All Saints Sunday – November 4, 2018

  Posted on   by   No comments

Sermon preached by Seminarian Samuel Vaught
St. Paul’s on the Green, Norwalk, CT
All Saints Sunday
November 4, 2018

Deuteronomy 6:1-9; Psalm 119:1-8

“But the souls of the righteous are in the hand of God, and no torment will ever touch them. In the eyes of the foolish they seemed to have died…but they are at peace.”

In the name of God: Father, Son, and Holy Ghost. Amen.

Perhaps you arrived at Saint Paul’s this morning looking forward to the annual observance of All Saints’ Day. Perhaps, you’re learning about this holy day for the first time this morning. I’ve been looking forward to it—anticipating celebrating the saints in this holy place filled with beautiful images that show their witness to our faith and our God. The Celtic saints that flank the crucifix above the high altar. Apostles, evangelists, and missionaries adorning the windows around the nave. The altar consecrated by Samuel Seabury, the first bishop of the fledgling Episcopal Church. The glittering chapel of our Lady, the Blessed Virgin Mary, Mother of God. Saints that make us want to cry, in the words of the hymn, “Who are these like stars appearing, these, before God’s throne who stand?”

So perhaps, if this was the picture of All Saints’ Day that you had in mind, like I did, you were surprised, like I was, with these readings from our scriptures this morning. Why, on this day when we celebrate the figures who have defined and defended our faith, do we hear readings that sound more appropriate to a funeral, readings you likely have heard at a funeral, in fact? “The souls of the righteous are in the hand of God.” Jesus weeping at the tomb of his friend Lazarus. Is this the feast of All Saints or is this a funeral? Well, it turns out that all these figures, these saints glittering like stars in our windows, are not just epic characters from epic stories, although they are that, but also real Christians, real human beings, like you and like me. And like all humans, they lived, and then they died. Like them, we who live now one day will die.

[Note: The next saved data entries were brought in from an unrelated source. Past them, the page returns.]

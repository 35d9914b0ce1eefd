//! # Frame — Driving the Sandbox
//!
//! [`Sandbox`] owns everything that lives for the whole session: the
//! configuration, the [`Coordinator`], frame timing and input state. The
//! platform layer calls it from its event loop:
//!
//! ```text
//!  window events ─► input_mut().key_pressed(..) / cursor_moved(..)
//!  resize         ─► resize(w, h)                 publishes window::RESIZED
//!  close request  ─► request_quit()               publishes window::QUIT
//!  redraw         ─► frame(dt, &mut renderer)
//!                      1. advance Time
//!                      2. publish InputSnapshot as window::INPUT
//!                      3. update every system, in registration order
//!                      4. hand the active camera's FrameView to the renderer
//!                      5. clear per-frame input
//! ```

use std::cell::Cell;
use std::rc::Rc;

use crate::camera::{Camera, active_camera};
use crate::config::{SandboxConfig, ViewportConfig};
use crate::ecs::event::window;
use crate::ecs::{Coordinator, EcsResult, Entity, Event};
use crate::input::InputState;
use crate::math::{Transform, Vec3};
use crate::render::{FrameView, Renderer};
use crate::systems::{CameraControl, FlyCamera, PlayerController, PlayerMovement};
use crate::time::Time;

/// Where the default scene's camera starts.
const DEFAULT_CAMERA_POSITION: Vec3 = Vec3::new(0.0, 2.0, 5.0);

pub struct Sandbox {
    config: SandboxConfig,
    ecs: Coordinator,
    time: Time,
    input: InputState,
    viewport: ViewportConfig,
    quit: Rc<Cell<bool>>,
}

impl Sandbox {
    pub fn new(config: SandboxConfig) -> Self {
        let mut ecs = Coordinator::new(&config.ecs);
        let quit = Rc::new(Cell::new(false));
        let flag = Rc::clone(&quit);
        ecs.add_event_listener(window::QUIT, move |_| flag.set(true));

        Self {
            viewport: config.viewport,
            config,
            ecs,
            time: Time::new(),
            input: InputState::default(),
            quit,
        }
    }

    /// Register the built-in components and systems, and spawn a free-fly
    /// camera looking at the origin. Returns the camera entity.
    pub fn setup_default_scene(&mut self) -> EcsResult<Entity> {
        self.ecs.register_component::<Transform>()?;
        self.ecs.register_component::<Camera>()?;
        self.ecs.register_component::<FlyCamera>()?;
        self.ecs.register_component::<PlayerController>()?;

        let control = self
            .ecs
            .register_system_with(CameraControl::new(&self.config.camera))?;
        let required = self.ecs.signature_of::<(Transform, FlyCamera)>()?;
        self.ecs.set_system_signature(control, required)?;

        let movement = self
            .ecs
            .register_system_with(PlayerMovement::new(&self.config.camera))?;
        let required = self.ecs.signature_of::<(Transform, PlayerController)>()?;
        self.ecs.set_system_signature(movement, required)?;

        let transform =
            Transform::from_translation(DEFAULT_CAMERA_POSITION).looking_at(Vec3::ZERO, Vec3::Y);
        let camera = self
            .ecs
            .spawn((transform, Camera::from_config(&self.config.camera), FlyCamera))?;
        log::info!("default scene ready, camera {camera}");
        Ok(camera)
    }

    /// Spawn a walking first-person camera at `position` and make it the
    /// view. Every other camera is deactivated and loses its [`FlyCamera`]
    /// marker, so input drives the player alone. Requires
    /// [`setup_default_scene`](Self::setup_default_scene) to have run.
    pub fn spawn_player(&mut self, position: Vec3) -> EcsResult<Entity> {
        let controller = PlayerController::from_config(&self.config.player);
        let camera = Camera::from_config(&self.config.camera);
        let player = self
            .ecs
            .spawn((Transform::from_translation(position), camera, controller))?;

        let others: Vec<Entity> = self
            .ecs
            .component_array::<Camera>()?
            .iter()
            .map(|(entity, _)| entity)
            .filter(|entity| *entity != player)
            .collect();
        for entity in others {
            self.ecs.get_component_mut::<Camera>(entity)?.active = false;
            if self.ecs.has_component::<FlyCamera>(entity) {
                self.ecs.remove_component::<FlyCamera>(entity)?;
            }
        }
        log::info!("player {player} spawned at {position}");
        Ok(player)
    }

    /// Run one frame. Returns `true` if a camera was found and the renderer
    /// was called.
    pub fn frame(&mut self, dt: f32, renderer: &mut dyn Renderer) -> EcsResult<bool> {
        self.time.advance(dt);

        let mut input = self.input.snapshot().to_event();
        self.ecs.send_event(&mut input);

        self.ecs.update_systems(self.time.delta)?;

        let rendered = match active_camera(&self.ecs) {
            Some(camera) => {
                let view = FrameView::from_camera(&self.ecs, camera, self.viewport.aspect())?;
                renderer.render(&view);
                true
            }
            None => {
                log::trace!("frame {}: no active camera", self.time.frame_count);
                false
            }
        };

        self.input.end_frame();

        #[cfg(feature = "diagnostics")]
        {
            let (created, destroyed) = self.ecs.take_frame_counters();
            if created + destroyed > 0 {
                log::trace!(
                    "frame {}: {created} created, {destroyed} destroyed",
                    self.time.frame_count
                );
            }
        }

        Ok(rendered)
    }

    /// Record a new viewport size and publish `window::RESIZED`.
    pub fn resize(&mut self, width: u32, height: u32) {
        self.viewport = ViewportConfig { width, height };
        let mut event = Event::new(window::RESIZED)
            .with_param(window::resized::WIDTH, width)
            .with_param(window::resized::HEIGHT, height);
        self.ecs.send_event(&mut event);
        log::debug!("viewport resized to {width}x{height}");
    }

    /// Publish `window::QUIT`.
    pub fn request_quit(&mut self) {
        self.ecs.send_event_id(window::QUIT);
    }

    pub fn should_quit(&self) -> bool {
        self.quit.get()
    }

    pub fn config(&self) -> &SandboxConfig {
        &self.config
    }

    pub fn ecs(&self) -> &Coordinator {
        &self.ecs
    }

    pub fn ecs_mut(&mut self) -> &mut Coordinator {
        &mut self.ecs
    }

    pub fn input_mut(&mut self) -> &mut InputState {
        &mut self.input
    }

    pub fn time(&self) -> &Time {
        &self.time
    }

    pub fn viewport(&self) -> ViewportConfig {
        self.viewport
    }
}

impl Default for Sandbox {
    fn default() -> Self {
        Self::new(SandboxConfig::default())
    }
}

#[cfg(test)]
mod tests {
    use super::*;
    use crate::input::KeyCode;
    use crate::math::Mat4;

    #[derive(Default)]
    struct Recorder {
        frames: Vec<FrameView>,
    }

    impl Renderer for Recorder {
        fn render(&mut self, frame: &FrameView) {
            self.frames.push(*frame);
        }
    }

    #[test]
    fn renderer_receives_active_camera_matrices() {
        let mut sandbox = Sandbox::default();
        let camera = sandbox.setup_default_scene().unwrap();
        let mut recorder = Recorder::default();

        assert!(sandbox.frame(1.0 / 60.0, &mut recorder).unwrap());

        let frame = recorder.frames[0];
        assert_eq!(frame.camera, camera);
        assert_eq!(frame.eye, DEFAULT_CAMERA_POSITION);
        let lens = Camera::default();
        assert_eq!(frame.projection, lens.projection(1920.0 / 1080.0));
        let transform = sandbox.ecs().get_component::<Transform>(camera).unwrap();
        assert_eq!(frame.view, Camera::view(transform));
    }

    #[test]
    fn no_camera_no_render() {
        let mut sandbox = Sandbox::default();
        let mut recorder = Recorder::default();
        assert!(!sandbox.frame(0.016, &mut recorder).unwrap());
        assert!(recorder.frames.is_empty());
        assert_eq!(sandbox.time().frame_count, 1);
    }

    #[test]
    fn held_key_moves_camera_through_input_event() {
        let mut sandbox = Sandbox::default();
        let camera = sandbox.setup_default_scene().unwrap();
        let mut recorder = Recorder::default();

        sandbox.input_mut().key_pressed(KeyCode::KeyQ);
        sandbox.frame(0.5, &mut recorder).unwrap();

        let eye = recorder.frames[0].eye;
        assert!(eye.abs_diff_eq(DEFAULT_CAMERA_POSITION + Vec3::new(0.0, 10.0, 0.0), 1e-4));
        assert_eq!(
            sandbox.ecs().get_component::<Transform>(camera).unwrap().translation,
            eye
        );
    }

    #[test]
    fn resize_changes_projection_and_notifies() {
        let mut sandbox = Sandbox::default();
        sandbox.setup_default_scene().unwrap();
        let seen = Rc::new(Cell::new((0u32, 0u32)));
        let sink = Rc::clone(&seen);
        sandbox.ecs_mut().add_event_listener(window::RESIZED, move |event| {
            let width = event.param::<u32>(window::resized::WIDTH).unwrap_or(0);
            let height = event.param::<u32>(window::resized::HEIGHT).unwrap_or(0);
            sink.set((width, height));
        });

        sandbox.resize(800, 800);
        assert_eq!(seen.get(), (800, 800));

        let mut recorder = Recorder::default();
        sandbox.frame(0.0, &mut recorder).unwrap();
        assert_eq!(
            recorder.frames[0].projection,
            Camera::default().projection(1.0)
        );
        assert_ne!(recorder.frames[0].projection, Mat4::IDENTITY);
    }

    #[test]
    fn quit_flag_follows_event() {
        let mut sandbox = Sandbox::default();
        assert!(!sandbox.should_quit());
        sandbox.request_quit();
        assert!(sandbox.should_quit());
    }

    #[test]
    fn player_spawns_after_setup() {
        let mut sandbox = Sandbox::default();
        assert!(sandbox.spawn_player(Vec3::ZERO).is_err());
        assert_eq!(sandbox.ecs().living_count(), 0);

        sandbox.setup_default_scene().unwrap();
        let player = sandbox.spawn_player(Vec3::new(0.0, 3.0, 0.0)).unwrap();
        let mut recorder = Recorder::default();
        for _ in 0..120 {
            sandbox.frame(1.0 / 60.0, &mut recorder).unwrap();
        }
        let landed = sandbox.ecs().get_component::<Transform>(player).unwrap();
        assert_eq!(landed.translation.y, 1.8);
    }

    #[test]
    fn player_takes_over_view_and_input() {
        let mut sandbox = Sandbox::default();
        let fly = sandbox.setup_default_scene().unwrap();
        let player = sandbox.spawn_player(Vec3::new(0.0, 3.0, 0.0)).unwrap();
        assert!(!sandbox.ecs().get_component::<Camera>(fly).unwrap().active);
        assert!(!sandbox.ecs().has_component::<FlyCamera>(fly));

        let mut recorder = Recorder::default();
        sandbox.input_mut().key_pressed(KeyCode::KeyW);
        sandbox.frame(0.5, &mut recorder).unwrap();

        assert_eq!(recorder.frames[0].camera, player);
        let parked = sandbox.ecs().get_component::<Transform>(fly).unwrap();
        assert_eq!(parked.translation, DEFAULT_CAMERA_POSITION);
        let walked = sandbox.ecs().get_component::<Transform>(player).unwrap();
        assert_ne!(walked.translation.z, 0.0);
    }
}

The jarring tension of the Church’s celebration this past week is that it highlights both life and death, in equal measure. All Saints and All Souls. On November 1, the lives of the exemplary faithful, our spiritual heroes. On November 2, the death of all the faithful, those known and those unknown. On Friday night in this place their names were read, hundreds who are remembered by this community. We learn too soon, it seems, in our lives as Christians that there isn’t anything—not our prayers, not our faith, not even our baptism—that will prevent our earthly death. That will stop our bodies from aging, from getting sick, from breaking down, from dying. Even Lazarus, raised from the dead by Jesus in John’s gospel this morning, even Lazarus one day will die—again. And so now, as the leaves are falling and in the northern hemisphere our days recede into darkness, this week helps us pause and remember those who have died, even as we celebrate those special ones who get their names put on churches.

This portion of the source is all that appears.